Financial Crime World

Myanmar Central Bank Issues New Regulations for Banks and Financial Institutions

In a move to strengthen the country’s financial sector, the Myanmar Central Bank has issued new regulations governing the activities of banks and financial institutions. The regulations aim to ensure stability, transparency, and fair competition in the industry.

Prohibitions on Non-Core Business Activities

  • No Wholesale or Retail Trade for Banks: The new regulations prohibit banks from engaging in wholesale or retail trade, including import and export trade, unless it is done to satisfy debts due to the bank or for the purpose of purchasing or selling gold or foreign currency.
  • Restrictions on Acquiring Immovable Property: The regulations impose restrictions on banks acquiring immovable property, which must not exceed a certain percentage of the bank’s capital funds. The acquisition of immovable property must be for the purpose of conducting banking business or providing housing or amenities for staff, or as security for a debt.

Risk Management and Capital Adequacy

  • Financial Exposure Limits: The regulations set limits on banks’ financial exposure to individual counterparties, which cannot exceed 20% of the bank’s core capital. This move is aimed at preventing excessive risk-taking by banks and ensuring their stability.
  • Shareholdings and Business Activities: The regulations prohibit banks from acquiring or holding shares in companies that are not public companies or carry on ineligible business activities. Banks are also restricted from acquiring shares in excess of 10% of their unimpaired capital funds.

Other Regulations

  • Prior Written Consent Required: The new regulations require banks to obtain prior written consent from the Central Bank before establishing subsidiaries, opening offices, or engaging in contracts or agreements that could secure dominance in financial markets.
  • Advertising and Licensing Restrictions: Banks are prohibited from making false or misleading advertisements and must not transfer their licenses to other persons. The regulations also impose restrictions on foreign banks operating in Myanmar.

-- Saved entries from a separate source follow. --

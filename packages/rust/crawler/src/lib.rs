//! Recursive same-site crawler and content extraction.
//!
//! This crate provides:
//! - [`extract`]: turns fetched HTML into a [`PageRecord`](sitedoc_shared::PageRecord)
//! - [`fetch`]: the HTTP client used for every page request
//! - [`visited`]: the per-task registry of visited URLs
//! - [`engine`]: the depth-first [`Crawler`] and the [`DocumentEmitter`] boundary

pub mod engine;
pub mod extract;
pub mod fetch;
pub mod visited;

pub use engine::{CrawlObserver, CrawlReport, CrawlSession, Crawler, DocumentEmitter, SilentObserver};
pub use extract::{extract, is_child_candidate};
pub use fetch::Fetcher;
pub use visited::VisitedSet;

Penalties for Non-Compliance

  • Fines and Revocation of Licenses: The regulations provide for penalties for non-compliance with the rules, including fines and even revocation of licenses.

The new regulations are aimed at strengthening the country’s financial sector and ensuring stability and transparency in banking and financial activities. They will come into effect from [date] and all banks and financial institutions are required to comply with them.